Program Schedule

914
A Single-Center 10-Year Analysis of Neurosurgical Patients with Nosocomial Bloodstream Infections: Incidence, Resistance Rates and Risk Factors for Mortality

Session: Poster Abstract Session: HAI Surveillance and Public Reporting
Friday, October 10, 2014
Room: The Pennsylvania Convention Center: IDExpo Hall BC
Background: In neurosurgery, there is limited data on the antibiotic resistance and prognosis following nosocomial bloodstream infection (NBSI). The aim of this study was to record incidence, antimicrobial resistance rates and risk factors for death in neurosurgical patients with NBSI.

Methods: Patients with a confirmed NBSI within the period 2003-2012 that were hospitalized in a neurosurgery department with a 4-bed intermediate care unit (IMCU) were included. NBSI was diagnosed when a blood sample obtained after the first 48 hours of hospitalization isolated a healthcare-associated pathogen. Blood cultures were performed with the BacTAlert automated system. Vitek 2 system was used for identification and antibiotic susceptibility. Risk factors for mortality were also assessed. 

Results: A total of 236 patients with NBSI were identified. Blood samples recovered 378 isolates. Gram-negative bacteria (GNB) were the commonest isolates (54.5%). The predominant GNB pathogens were: Klebsiella pneumoniae (KP, 28.2%), Pseudomonas aeruginosa (PA, 27.1%) and Acinetobacter baumannii (AB, 24.3%). The commonest Gram positive bacteria (GPB) were Staphylococcus epidermidis (SE, 36.6%) and Enterococcus spp. (ES, 29.2%). Antibiotic resistance was high with 60% of KP and 70% of PA isolates resistant to gentamicin. Imipenem resistance was found in 90% of AB, 66% of PA and in KP isolates and it increased from 22% during 2003-2007 to 77% during 2008-2012 (p<0.001). All GNB were sensitive to colistin. Of the coagulase negative staphylococci isolates, 94% were resistant to oxacillin. All GPB isolates were sensitive to vancomycin.
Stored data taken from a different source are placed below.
// SPDX-FileCopyrightText: 2026 Bruno Meilick
// SPDX-License-Identifier: LicenseRef-Scopedeck-FreeUse-NoCopy-NoDerivatives
//
// All rights reserved.
//
// This file is part of Scopedeck and is proprietary software.
// Unauthorized copying, modification, or distribution is prohibited.

//! The workspace pane: a backend selector over a stack of backend pages.
//!
//! Stack index 0 is the "No Available Backend" page; backend `i` of the
//! selector lives at stack index `i + 1`.

use std::sync::Arc;
use std::time::Instant;

use tracing::{debug, error};

use crate::backend::{
    BackendEvent, BackendInput, BackendRegistry, WorkspaceBackend, WorkspaceError,
};
use crate::busy::{BusyFilter, BusyWidget};
use crate::events::ShellEvent;
use crate::model::Scope;
use crate::nav::Viewport;

pub const VOID_PAGE_TEXT: &str = "No Available Backend";

#[derive(Debug)]
struct BackendEntry {
    name: String,
    backend: Box<dyn WorkspaceBackend>,
}

#[derive(Debug)]
pub struct WorkspaceNav {
    registry: BackendRegistry,
    entries: Vec<BackendEntry>,
    /// Stack index of the visible page.
    current: usize,
    /// Selector index.
    selected: usize,
    busy: BusyWidget,
    viewport: Viewport,
    events: Vec<ShellEvent>,
}

fn report(err: &WorkspaceError) {
    match err {
        WorkspaceError::UnsupportedScope { .. } | WorkspaceError::UnknownRoot(_) => {
            error!(severity = "critical", "{err}");
        }
        WorkspaceError::NoBackendAvailable => error!("{err}"),
    }
}

impl WorkspaceNav {
    pub fn new(registry: BackendRegistry, filter: Arc<BusyFilter>) -> Self {
        Self {
            registry,
            entries: Vec::new(),
            current: 0,
            selected: 0,
            busy: BusyWidget::new(filter),
            viewport: Viewport::default(),
            events: Vec::new(),
        }
    }

    /// Instantiates the named backends in order. Runs once; later calls are
    /// ignored while any backend is registered.
    pub fn register_backends<S: AsRef<str>>(&mut self, names: &[S]) {
        if !self.entries.is_empty() {
            return;
        }

        for name in names.iter().map(AsRef::as_ref) {
            match self.registry.load(name) {
                Ok(mut backend) => {
                    debug!(backend = name, icon = backend.icon_path(), "backend registered");
                    backend.set_viewport(self.viewport);
                    self.entries.push(BackendEntry {
                        name: name.to_owned(),
                        backend,
                    });
                }
                Err(err) => error!("{err}"),
            }
        }

        match self.entries.first() {
            Some(first) => {
                self.selected = 0;
                self.events.push(ShellEvent::BackendChanged(first.name.clone()));
            }
            None => error!("no valid backend registered"),
        }
    }

    pub fn backend_names(&self) -> impl Iterator<Item = &str> {
        self.entries.iter().map(|entry| entry.name.as_str())
    }

    pub fn selected(&self) -> Option<&str> {
        self.entries.get(self.selected).map(|entry| entry.name.as_str())
    }

    /// Stack index of the visible page; 0 is the void page.
    pub fn current_index(&self) -> usize {
        self.current
    }

    pub fn is_void(&self) -> bool {
        self.current == 0
    }

    /// The selector changed to entry `index`.
    pub fn on_backend_selected(&mut self, index: usize) {
        let Some(entry) = self.entries.get(index) else {
            return;
        };
        if index == self.selected {
            return;
        }
        self.selected = index;
        self.events.push(ShellEvent::BackendChanged(entry.name.clone()));
    }

    pub fn cycle_backend(&mut self) {
        if !self.entries.is_empty() {
            self.on_backend_selected((self.selected + 1) % self.entries.len());
        }
    }

    pub fn current_backend(&self) -> Option<&dyn WorkspaceBackend> {
        let entry = self.entries.get(self.current.checked_sub(1)?)?;
        Some(entry.backend.as_ref())
    }

    fn current_backend_mut(&mut self) -> Result<&mut Box<dyn WorkspaceBackend>, WorkspaceError> {
        let idx = self.current.checked_sub(1).ok_or(WorkspaceError::NoBackendAvailable)?;
        self.entries
            .get_mut(idx)
            .map(|entry| &mut entry.backend)
            .ok_or(WorkspaceError::NoBackendAvailable)
    }

    /// Shows `scope`. An entrance switches the stack to its backend first.
    pub fn on_workspace_entered(
        &mut self,
        scope: &Arc<Scope>,
        now: Instant,
    ) -> Result<(), WorkspaceError> {
        let previous = (self.current, self.selected);
        let mut backend_changed = false;
        if scope.is_entrance() {
            let Some(idx) = self
                .entries
                .iter()
                .position(|entry| entry.name == scope.name().as_str())
            else {
                let err = WorkspaceError::UnknownRoot(scope.name().to_string());
                report(&err);
                return Err(err);
            };
            if idx + 1 != self.current {
                self.current = idx + 1;
                self.selected = idx;
                backend_changed = true;
            }
        }

        let result = self
            .current_backend_mut()
            .and_then(|backend| backend.enter_workspace(scope, backend_changed, now));
        if let Err(err) = &result {
            report(err);
            (self.current, self.selected) = previous;
        }
        result
    }

    /// Whether the visible backend lists what lies below `scope`.
    pub fn wants_children(&self, scope: &Scope) -> bool {
        self.current_backend()
            .is_some_and(|backend| backend.wants_children(scope))
    }

    pub fn on_workspace_updated(
        &mut self,
        scope: &Arc<Scope>,
        children: &[Arc<Scope>],
    ) -> Result<(), WorkspaceError> {
        let result = self
            .current_backend_mut()
            .and_then(|backend| backend.update_workspace(scope, children));
        if let Err(err) = &result {
            report(err);
        }
        result
    }

    pub fn on_cache_cleared(&mut self) {
        if let Ok(backend) = self.current_backend_mut() {
            backend.on_cache_cleared();
        }
    }

    pub fn handle_input(&mut self, input: BackendInput, now: Instant) {
        if let Ok(backend) = self.current_backend_mut() {
            backend.handle_input(input, now);
        }
    }

    pub fn tick(&mut self, now: Instant) -> bool {
        self.current_backend_mut()
            .map(|backend| backend.tick(now))
            .unwrap_or(false)
    }

    pub fn set_viewport(&mut self, viewport: Viewport) {
        self.viewport = viewport;
        for entry in &mut self.entries {
            entry.backend.set_viewport(viewport);
        }
    }

    pub fn busy(&self) -> &BusyWidget {
        &self.busy
    }

    pub fn busy_mut(&mut self) -> &mut BusyWidget {
        &mut self.busy
    }

    /// Selector changes plus everything the backends raised, in that order.
    pub fn drain_events(&mut self) -> Vec<ShellEvent> {
        let mut events = std::mem::take(&mut self.events);
        for entry in &mut self.entries {
            events.extend(entry.backend.drain_events().into_iter().map(|event| match event {
                BackendEvent::WorkspaceChanged(scope) => ShellEvent::WorkspaceChanged(scope),
                BackendEvent::ToolsRequested(scope) => ShellEvent::ToolsRequested(scope),
            }));
        }
        events
    }
}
Incidence of NBSI had a median of 4.2 infections/1000 bed-days. Overall mortality was high (50.4%). Age, head injury, intracranial hemorrhage, surgery, GPB and GNB NBSI, central venous catheter use, stay in ICU, and stay in IMCU were associated with in-hospital death (p<0.05). In multivariable analysis, age and stay in IMCU were independent risk factors for in-hospital mortality (p<0.05).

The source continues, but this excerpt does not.